The past two Legislatures have reviewed – and defeated – proposals to make the board meetings of the state’s hospitals subject to Maine’s right-to-know law. This year the state’s top lawyer is upping the ante with a bill that would require some hospitals that receive public funding to hold public meetings.

Attorney General Janet Mills said Monday that she’s drafting legislation that would affect hospitals that receive 50 percent or more of their operating revenues from state and federal funding.

The measure would allow the public to attend board deliberations at those hospitals on issues such as capital expansion projects and purchases that could affect host communities and taxpayers.

Mills’ bill, which has not yet been printed, arrives as state lawmakers and Gov. Paul LePage prepare for deliberations on the budget and the governor’s proposal to pay $484 million in Medicaid and Medicare reimbursements owed to hospitals by the state.

The debt payoff plan is politically charged. Democratic lawmakers agree that the state should reimburse the hospitals, but they are uneasy about the governor’s apparent coziness with the Maine Hospital Association, the influential organization representing the state’s 39 hospitals, 34 of which are nonprofits.

Mills, a Democrat, said Monday that her proposal isn’t politically motivated. She said hospitals that receive significant public funding should conduct business that affects their host communities in the light of day.

“They make decisions every month that affect our communities and affect our state,” Mills said. “They make decisions about whether to build large buildings. They make decisions about whether to take our tax dollars and buy large pieces of equipment. Some of those decisions are reviewed by public entities, some are not.

“The decisions affect thousands of employees and hundreds if not thousands of businesses who receive services from these hospitals and who negotiate with hospitals,” Mills said.

According to statistics from the Maine Department of Labor, 11 hospitals are among the state’s top 30 employers and four are in the top 10.

Previous proposals to include hospitals in the state’s Freedom of Access Act have failed amid opposition from the Maine Hospital Association. These include a 2011 bill by Rep. Adam Goode, D-Bangor, that would have originally subjected hospitals receiving $250,000 in state or federal funds to the state’s open-records law. That measure would have affected all of Maine’s hospitals.

Goode later proposed raising the public funding threshold to $1 million and simply making board meetings public. The bill was unanimously rejected by the Legislature’s Health and Human Services Committee.

The committee based part of its decision on a 2008 opinion by the state’s Right to Know Advisory Committee. The panel, which reviews changes to the open-records law, worried that the bill would eventually affect all nonprofits, which are essentially private entities. According to committee minutes, some members believed that a proposal could be tailored to nonprofits that “perform a public function” — such as hospitals — but no proposal emerged.

Mills said her proposal will only target hospitals. She said the open-records requirement would not apply to proprietary, personnel or patient information. Such matters, she said, could be discussed in private session, just as public entities do now.
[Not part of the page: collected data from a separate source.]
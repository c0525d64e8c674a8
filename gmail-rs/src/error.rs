use thiserror::Error;

#[derive(Error, Debug)]
pub enum MailError {
    #[error("IO error: {0}")]
    Io(#[from] std::io::Error),

    #[error("Configuration error: {0}")]
    Config(String),

    #[error("Authentication failed: {0}")]
    Authentication(String),

    #[error("OAuth error: {0}")]
    OAuth(#[from] yup_oauth2::Error),

    #[error("Gmail API error ({status}): {body}")]
    Provider { status: u16, body: String },

    #[error("HTTP error: {0}")]
    Http(#[from] reqwest::Error),

    #[error("Parse error: {0}")]
    Parse(String),

    #[error("JSON error: {0}")]
    Json(#[from] serde_json::Error),

    #[error(transparent)]
    Spam(#[from] spam_rs::SpamError),
}

pub type Result<T> = std::result::Result<T, MailError>;
//! Error types for spam-rs

use thiserror::Error;

/// Result type alias for rule table operations
pub type Result<T> = std::result::Result<T, SpamError>;

/// Spam classifier error types
#[derive(Error, Debug)]
pub enum SpamError {
    /// A pattern could not be compiled as a regular expression
    #[error("Invalid pattern '{pattern}': {source}")]
    InvalidPattern {
        pattern: String,
        #[source]
        source: regex::Error,
    },
}
//! OAuth2 session for the Gmail API
//!
//! Client secrets come from a Google `credentials.json`. The installed-app
//! flow, token refresh and the on-disk token cache are handled by
//! `yup_oauth2`; the consent redirect lands on a local port.

use async_trait::async_trait;
use std::path::{Path, PathBuf};
use tokio::sync::RwLock;
use tracing::{debug, info};
use yup_oauth2::authenticator::DefaultAuthenticator;
use yup_oauth2::{ApplicationSecret, InstalledFlowAuthenticator, InstalledFlowReturnMethod};

use crate::config::GmailConfig;
use crate::error::{MailError, Result};

/// Scopes requested during consent
pub const SCOPES: &[&str] = &[
    "https://mail.google.com/",
    "https://www.googleapis.com/auth/gmail.modify",
    "https://www.googleapis.com/auth/gmail.labels",
    "https://www.googleapis.com/auth/gmail.send",
];

/// Supplies bearer tokens for Gmail API calls
#[async_trait]
pub trait TokenSource: Send + Sync {
    async fn access_token(&self) -> Result<String>;
}

/// Read an "installed" or "web" client secret file
pub async fn read_client_secret<P: AsRef<Path>>(path: P) -> Result<ApplicationSecret> {
    let path = path.as_ref();
    yup_oauth2::read_application_secret(path)
        .await
        .map_err(|e| MailError::Config(format!("Failed to read {}: {}", path.display(), e)))
}

/// Gmail OAuth2 session shared by all API calls
pub struct OAuthSession {
    secret: ApplicationSecret,
    token_path: PathBuf,
    redirect_port: u16,
    interactive: bool,
    authenticator: RwLock<Option<DefaultAuthenticator>>,
}

impl OAuthSession {
    /// Load client secrets; no token is fetched yet
    pub async fn new(config: &GmailConfig) -> Result<Self> {
        let secret = read_client_secret(&config.credentials_path).await?;
        Ok(Self::with_secret(config, secret))
    }

    pub fn with_secret(config: &GmailConfig, secret: ApplicationSecret) -> Self {
        Self {
            secret,
            token_path: PathBuf::from(&config.token_path),
            redirect_port: config.redirect_port,
            interactive: config.interactive_auth,
            authenticator: RwLock::new(None),
        }
    }

    pub fn token_path(&self) -> &Path {
        &self.token_path
    }

    pub async fn is_authenticated(&self) -> bool {
        self.authenticator.read().await.is_some()
    }

    fn return_method(&self) -> InstalledFlowReturnMethod {
        match self.redirect_port {
            0 => InstalledFlowReturnMethod::HTTPRedirect,
            port => InstalledFlowReturnMethod::HTTPPortRedirect(port),
        }
    }

    /// Build the authenticator and obtain a first token.
    ///
    /// A cached token is reused or refreshed; otherwise the consent URL is
    /// printed and the redirect is awaited, unless interactive auth is off.
    pub async fn authenticate(&self) -> Result<()> {
        info!("Starting authentication process");

        if !self.interactive && !self.token_path.exists() {
            return Err(MailError::Authentication(format!(
                "no cached token in {} and interactive auth is disabled",
                self.token_path.display()
            )));
        }

        let authenticator =
            InstalledFlowAuthenticator::builder(self.secret.clone(), self.return_method())
                .persist_tokens_to_disk(self.token_path.clone())
                .build()
                .await
                .map_err(|e| {
                    MailError::Authentication(format!("Failed to create authenticator: {}", e))
                })?;

        bearer(&authenticator).await?;
        *self.authenticator.write().await = Some(authenticator);

        info!("Authentication successful, token cached in {}", self.token_path.display());
        Ok(())
    }
}

async fn bearer(authenticator: &DefaultAuthenticator) -> Result<String> {
    let token = authenticator.token(SCOPES).await?;
    debug!("Access token expires at {:?}", token.expiration_time());
    token
        .token()
        .map(str::to_string)
        .ok_or_else(|| MailError::Authentication("token response carried no access token".to_string()))
}

#[async_trait]
impl TokenSource for OAuthSession {
    /// A bearer token, refreshed by the authenticator when close to expiry
    async fn access_token(&self) -> Result<String> {
        let guard = self.authenticator.read().await;
        let authenticator = guard
            .as_ref()
            .ok_or_else(|| MailError::Authentication("session is not authenticated".to_string()))?;
        bearer(authenticator).await
    }
}

#[cfg(test)]
mod tests {
    use super::*;
    use std::io::Write;

    fn config(dir: &Path, interactive: bool) -> GmailConfig {
        GmailConfig {
            credentials_path: dir.join("credentials.json").display().to_string(),
            token_path: dir.join("token.json").display().to_string(),
            interactive_auth: interactive,
            ..GmailConfig::default()
        }
    }

    fn write_credentials(dir: &Path, kind: &str) {
        let mut file = std::fs::File::create(dir.join("credentials.json")).unwrap();
        write!(
            file,
            r#"{{"{}": {{
                "client_id": "client-123.apps.googleusercontent.com",
                "client_secret": "secret-456",
                "auth_uri": "https://accounts.google.com/o/oauth2/auth",
                "token_uri": "https://oauth2.googleapis.com/token",
                "redirect_uris": ["http://localhost"]
            }}}}"#,
            kind
        )
        .unwrap();
    }

    #[tokio::test]
    async fn test_installed_and_web_secrets_are_read() {
        for kind in ["installed", "web"] {
            let dir = tempfile::tempdir().unwrap();
            write_credentials(dir.path(), kind);

            let secret = read_client_secret(dir.path().join("credentials.json"))
                .await
                .unwrap();
            assert_eq!(secret.client_id, "client-123.apps.googleusercontent.com");
            assert_eq!(secret.token_uri, "https://oauth2.googleapis.com/token");
        }
    }

    #[tokio::test]
    async fn test_missing_credentials_is_config_error() {
        let dir = tempfile::tempdir().unwrap();
        let result = OAuthSession::new(&config(dir.path(), true)).await;
        assert!(matches!(result, Err(MailError::Config(_))));
    }

    #[tokio::test]
    async fn test_new_session_is_not_authenticated() {
        let dir = tempfile::tempdir().unwrap();
        write_credentials(dir.path(), "installed");

        let session = OAuthSession::new(&config(dir.path(), true)).await.unwrap();
        assert!(!session.is_authenticated().await);
        assert!(matches!(
            session.access_token().await,
            Err(MailError::Authentication(_))
        ));
    }

    #[tokio::test]
    async fn test_non_interactive_without_cached_token_fails() {
        let dir = tempfile::tempdir().unwrap();
        write_credentials(dir.path(), "installed");

        let session = OAuthSession::new(&config(dir.path(), false)).await.unwrap();
        match session.authenticate().await {
            Err(MailError::Authentication(message)) => {
                assert!(message.contains("interactive auth is disabled"))
            }
            other => panic!("expected authentication error, got {:?}", other),
        }
        assert!(!session.is_authenticated().await);
    }

    #[test]
    fn test_redirect_port_selects_return_method() {
        let secret = ApplicationSecret::default();
        let mut gmail = GmailConfig::default();

        let session = OAuthSession::with_secret(&gmail, secret.clone());
        assert!(matches!(
            session.return_method(),
            InstalledFlowReturnMethod::HTTPPortRedirect(8080)
        ));

        gmail.redirect_port = 0;
        let session = OAuthSession::with_secret(&gmail, secret);
        assert!(matches!(
            session.return_method(),
            InstalledFlowReturnMethod::HTTPRedirect
        ));
    }
}
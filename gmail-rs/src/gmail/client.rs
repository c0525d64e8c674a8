//! Gmail REST API v1 client

use async_trait::async_trait;
use base64::engine::general_purpose::URL_SAFE;
use base64::Engine as _;
use mail_builder::MessageBuilder;
use reqwest::{Client, Method, RequestBuilder, Response};
use std::sync::Arc;
use tracing::{debug, info, warn};
use url::Url;

use super::oauth::TokenSource;
use super::types::{GmailMessage, MessageList, MessageRef, ModifyRequest, SendRequest};
use super::MailProvider;
use crate::error::{MailError, Result};

/// Gmail client bound to one authorized user
pub struct GmailClient {
    http: Client,
    base_url: Url,
    tokens: Arc<dyn TokenSource>,
}

impl GmailClient {
    /// `base_url` is the user root, e.g. `https://gmail.googleapis.com/gmail/v1/users/me`
    pub fn new(base_url: &str, tokens: Arc<dyn TokenSource>) -> Result<Self> {
        let base_url = Url::parse(base_url)
            .map_err(|e| MailError::Config(format!("Invalid Gmail API base '{}': {}", base_url, e)))?;
        if base_url.cannot_be_a_base() {
            return Err(MailError::Config(format!(
                "Gmail API base '{}' cannot carry a path",
                base_url
            )));
        }

        Ok(Self {
            http: Client::new(),
            base_url,
            tokens,
        })
    }

    /// Resource URL below the user root. Each segment is percent-encoded, so
    /// an id cannot add path segments or a query.
    fn url(&self, segments: &[&str]) -> Result<Url> {
        if let Some(bad) = segments.iter().find(|s| matches!(**s, "" | "." | "..")) {
            return Err(MailError::Parse(format!("invalid message id '{}'", bad)));
        }

        let mut url = self.base_url.clone();
        url.path_segments_mut()
            .map_err(|_| MailError::Config(format!("Gmail API base '{}' cannot carry a path", self.base_url)))?
            .pop_if_empty()
            .extend(segments);
        Ok(url)
    }

    async fn request(&self, method: Method, segments: &[&str]) -> Result<RequestBuilder> {
        let url = self.url(segments)?;
        let token = self.tokens.access_token().await?;
        debug!("Gmail API {} {}", method, url);
        Ok(self.http.request(method, url).bearer_auth(token))
    }

    async fn send(&self, request: RequestBuilder) -> Result<Response> {
        let response = request.send().await?;
        let status = response.status();
        if status.is_success() {
            return Ok(response);
        }

        let body = response.text().await.unwrap_or_default();
        warn!("Gmail API request failed with status {}: {}", status, body);
        Err(MailError::Provider {
            status: status.as_u16(),
            body,
        })
    }
}

/// Build the RFC 5322 message and encode it for `messages.send`
pub fn encode_message(to: &str, subject: &str, body: &str) -> Result<String> {
    let raw = MessageBuilder::new()
        .to(to)
        .subject(subject)
        .text_body(body)
        .write_to_vec()?;
    Ok(URL_SAFE.encode(raw))
}

#[async_trait]
impl MailProvider for GmailClient {
    async fn list_messages(&self, label: Option<&str>, max_results: u32) -> Result<Vec<String>> {
        let mut query: Vec<(&str, String)> = vec![("maxResults", max_results.to_string())];
        if let Some(label) = label {
            query.push(("labelIds", label.to_string()));
        }

        let request = self.request(Method::GET, &["messages"]).await?.query(&query);
        let list: MessageList = self.send(request).await?.json().await?;

        debug!("Listed {} messages for label {:?}", list.messages.len(), label);
        Ok(list.messages.into_iter().map(|m| m.id).collect())
    }

    async fn get_message(&self, id: &str) -> Result<GmailMessage> {
        let request = self
            .request(Method::GET, &["messages", id])
            .await?
            .query(&[("format", "full")]);
        Ok(self.send(request).await?.json().await?)
    }

    async fn send_message(&self, to: &str, subject: &str, body: &str) -> Result<String> {
        info!("Sending email to {}", to);
        let raw = encode_message(to, subject, body)?;

        let request = self
            .request(Method::POST, &["messages", "send"])
            .await?
            .json(&SendRequest { raw });
        let sent: MessageRef = self.send(request).await?.json().await?;

        info!("Email sent: {}", sent.id);
        Ok(sent.id)
    }

    async fn modify_labels(&self, id: &str, add: &[&str], remove: &[&str]) -> Result<()> {
        let request = self
            .request(Method::POST, &["messages", id, "modify"])
            .await?
            .json(&ModifyRequest {
                add_label_ids: add,
                remove_label_ids: remove,
            });
        self.send(request).await?;
        Ok(())
    }

    async fn delete_message(&self, id: &str) -> Result<()> {
        let request = self.request(Method::DELETE, &["messages", id]).await?;
        self.send(request).await?;
        Ok(())
    }
}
It’s not yet clear how many hospitals would be affected under her proposed funding trigger.

Most hospitals receive federal and state funds through Medicaid and Medicare reimbursement. The reimbursement is also the source of Maine’s current debt to hospitals.

In 2011, the hospital association described Goode’s bill as a “slap-back proposal” — retribution against its members for publicly challenging lawmakers to settle the state’s debt.

Jeffrey Austin, a lobbyist for the hospital association, declined to characterize Mills’ proposal without first discussing it with her. However, he said, his group would likely oppose a bill that treats hospitals differently than other private entities.

“We don’t know of any reason why hospitals shouldn’t be afforded the same status as other private businesses,” he said. “I’m not aware of any other private businesses that have their meetings open by state law. Certainly people are interested in hospitals, but they’re also interested in other businesses as well. I’m not sure why we’re being singled out.”

Mills said she hoped to work with the hospital association to craft the bill. She said the state’s open-records law has increased accountability to the public, which helps pay the bills.

“It would behoove these communities, private agencies and the hospitals themselves to open the door just a crack and allow public access to the board meetings,” Mills said. “Frankly, the Freedom of Access Act has been on the books for more than 50 years now. County governments, municipal governments and government entities with much smaller budgets have contended with the ins and outs of public meeting laws for many years, for decades.”

According to data compiled by the National Freedom of Information Coalition, many state “sunshine laws” exempt hospitals, but others, such as Florida and West Virginia, force some hospitals receiving public funding to hold open meetings.

Connecticut’s sunshine law has a provision that includes private organizations that receive a certain portion of public funding. Other New England states are silent on the issue.

Mills has not begun courting lawmakers to sponsor her bill. She must do so by the end of the month.